Midnight Mass by Joaquim Maria Machado de Assis

First published: "Misa de Galo," 1894 (English translation, 1963)

Type of plot: Sketch

Time of work: The early 1860's

Locale: Rio de Janeiro, Brazil

Principal Characters:

  • Mr. Nogueira, a young man studying for his college entrance examinations
  • Conceição, the wife of Chiquinho Menezes, the notary in whose house Nogueira is staying

The Story

The narrator, Mr. Nogueira, is of indeterminate age as he tells his tale, but he was a young man of seventeen when the events occurred. A country boy from Mangaratiba, he has come to Rio de Janeiro to stay with Mr. Menezes, a notary whose first wife was Nogueira's cousin, in order to prepare for his college entrance examinations. The Menezes household is composed of the notary, his wife, Madame Conceição, her mother, Madame Ignacia, and two female slaves. Nogueira spends some months living quietly with the family, which he refers to as old-fashioned. The only exception to the nightly routine of a ten o'clock bedtime is the weekly visit that Menezes makes to the theater. Nogueira would like to join him, as he has never been to the theater, but he discovers that going to the theater is a euphemism that allows Menezes to spend one night a week with a married woman who is separated from her husband. Conceição accepts her husband's mistreatment of her passively, as she seems to respond to everything.

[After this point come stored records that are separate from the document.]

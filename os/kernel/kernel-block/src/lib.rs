//! # Sector-Level Block Access
//!
//! The boot-time filesystem pipeline reads disks one 512-byte sector at a
//! time. This crate defines the two seams it reads through and the drivers
//! that sit behind them:
//!
//! * [`BlockReader`]: a single addressable device (`read_sector(lba)`).
//! * [`DiskController`]: a controller with several drives, addressed by
//!   [`DriveId`] (`read_sector(drive, lba)`).
//!
//! [`DriveReader`] binds a controller and one drive into a [`BlockReader`], so
//! filesystem code never sees bus or drive numbers.
//!
//! ## Drivers
//!
//! | Driver | Backing | Notes |
//! |--------|---------|-------|
//! | [`ata::AtaPio`] | legacy IDE ports `0x1F0`/`0x170` | LBA28, bounded polling, `x86_64` only |
//! | [`MemoryDisk`] | byte slice | disk images in RAM, host tests |
//! | [`MemoryController`] | up to four [`MemoryDisk`]s | stands in for the ATA controller |
//! | [`NoDisks`] | nothing | every read reports [`BlockError::NotPresent`] |
//!
//! ## Scan order
//!
//! The legacy controller exposes two buses with two drives each. Callers that
//! probe for a boot disk walk [`DriveId::LEGACY`] in order:
//! `(0,0)`, `(0,1)`, `(1,0)`, `(1,1)`.

#![cfg_attr(not(any(test, doctest)), no_std)]
#![allow(unsafe_code)]

#[cfg(target_arch = "x86_64")]
pub mod ata;
mod memory;
#[cfg(target_arch = "x86_64")]
mod ports;

pub use memory::{MemoryController, MemoryDisk};

/// Size of one disk sector in bytes.
pub const SECTOR_SIZE: usize = 512;

/// One sector worth of bytes.
pub type Sector = [u8; SECTOR_SIZE];

/// Errors reported by block devices.
#[derive(Debug, Copy, Clone, Eq, PartialEq, thiserror::Error)]
pub enum BlockError {
    /// No device answers at this address.
    #[error("no device present")]
    NotPresent,
    /// The device did not become ready within the polling budget.
    #[error("device timed out")]
    Timeout,
    /// The device reported an error or a fault for the transfer.
    #[error("device reported an I/O error")]
    Io,
    /// The sector lies beyond what the device can address.
    #[error("sector {0} is out of range")]
    OutOfRange(u32),
}

/// A device that reads whole sectors by logical block address.
pub trait BlockReader {
    /// Read sector `lba` into `buf`.
    ///
    /// # Errors
    /// Any [`BlockError`]; `buf` contents are unspecified on error.
    fn read_sector(&mut self, lba: u32, buf: &mut Sector) -> Result<(), BlockError>;
}

impl<T: BlockReader + ?Sized> BlockReader for &mut T {
    fn read_sector(&mut self, lba: u32, buf: &mut Sector) -> Result<(), BlockError> {
        (**self).read_sector(lba, buf)
    }
}

/// Address of one drive on a legacy two-bus, two-drive controller.
#[derive(Debug, Copy, Clone, Eq, PartialEq)]
pub struct DriveId {
    /// Bus number, `0` (primary) or `1` (secondary).
    pub bus: u8,
    /// Drive on the bus, `0` (master) or `1` (slave).
    pub drive: u8,
}

impl DriveId {
    /// Drives in probe order.
    pub const LEGACY: [Self; 4] = [
        Self::new(0, 0),
        Self::new(0, 1),
        Self::new(1, 0),
        Self::new(1, 1),
    ];

    #[must_use]
    pub const fn new(bus: u8, drive: u8) -> Self {
        Self { bus, drive }
    }

    /// Position of this drive in [`DriveId::LEGACY`], if it is a legacy address.
    #[must_use]
    pub const fn legacy_index(self) -> Option<usize> {
        if self.bus < 2 && self.drive < 2 {
            Some((self.bus as usize) * 2 + self.drive as usize)
        } else {
            None
        }
    }
}

impl core::fmt::Display for DriveId {
    fn fmt(&self, f: &mut core::fmt::Formatter<'_>) -> core::fmt::Result {
        write!(f, "{}:{}", self.bus, self.drive)
    }
}

/// A controller with several drives.
pub trait DiskController {
    /// Read sector `lba` of `drive` into `buf`.
    ///
    /// # Errors
    /// Any [`BlockError`]. A missing drive must fail instead of hanging.
    fn read_sector(&mut self, drive: DriveId, lba: u32, buf: &mut Sector)
    -> Result<(), BlockError>;
}

impl<T: DiskController + ?Sized> DiskController for &mut T {
    fn read_sector(
        &mut self,
        drive: DriveId,
        lba: u32,
        buf: &mut Sector,
    ) -> Result<(), BlockError> {
        (**self).read_sector(drive, lba, buf)
    }
}

/// One drive of a [`DiskController`], usable wherever a [`BlockReader`] is expected.
pub struct DriveReader<'c, C: DiskController + ?Sized> {
    controller: &'c mut C,
    drive: DriveId,
}

impl<'c, C: DiskController + ?Sized> DriveReader<'c, C> {
    pub const fn new(controller: &'c mut C, drive: DriveId) -> Self {
        Self { controller, drive }
    }

    #[must_use]
    pub const fn drive(&self) -> DriveId {
        self.drive
    }
}

impl<C: DiskController + ?Sized> BlockReader for DriveReader<'_, C> {
    fn read_sector(&mut self, lba: u32, buf: &mut Sector) -> Result<(), BlockError> {
        self.controller.read_sector(self.drive, lba, buf)
    }
}

/// A controller without drives.
#[derive(Debug, Default, Copy, Clone)]
pub struct NoDisks;

impl DiskController for NoDisks {
    fn read_sector(&mut self, _: DriveId, _: u32, _: &mut Sector) -> Result<(), BlockError> {
        Err(BlockError::NotPresent)
    }
}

mss-sp-ency-lit-228102-146788.gif

The events of the story occur on Christmas Eve, which coincides with the notary's weekly theater outing. Nogueira has remained in the city to see the special midnight Mass. He sits reading in the silent house. The clock strikes eleven, he hears footsteps, and Conceição appears, dressed in her negligee. Without greeting him she asks, "Haven't you gone?" Nogueira replies that it is still too early, and asks if he has awakened her. Conceição claims to have awakened naturally, but Nogueira notes that she does not appear to have slept. He discards the notion that she might be lying: She is, after all, a saintly, long-suffering, uncomplaining woman whose husband neglects her. A conversation ensues, which the mature narrator claims he never quite understood, and the rest of the story moves between their dialogue and the narrator's reflections and close observations of Madame Conceição. He refers to her as thin and notes her rocking gait, suggesting her difficulty with carrying her weight, then observes her exposed forearm—not as thin as he had thought—with blue veins visible through translucent skin. He gradually realizes that the passive, thirty-year-old wife of Menezes is a very beautiful woman. The conversation ranges from novels to the paintings of women her husband has hung on the wall; from her patron saint, Our Lady of the Immaculate Conception, to her childhood trips to the island of Paquetá in the Guanabara Bay near Rio de Janeiro. When the conversation dies out, they sit in silence until Nogueira's expected companion knocks on the window to call him to go to Mass.

The next day, when Nogueira reports to Conceição on the Mass, she expresses no interest, despite the seeming intimacy of the previous evening. He goes home to Mangaratiba a few days later. When he returns to Rio in March, the notary has died of apoplexy, and Conceição has moved to another district and married her husband's apprentice clerk.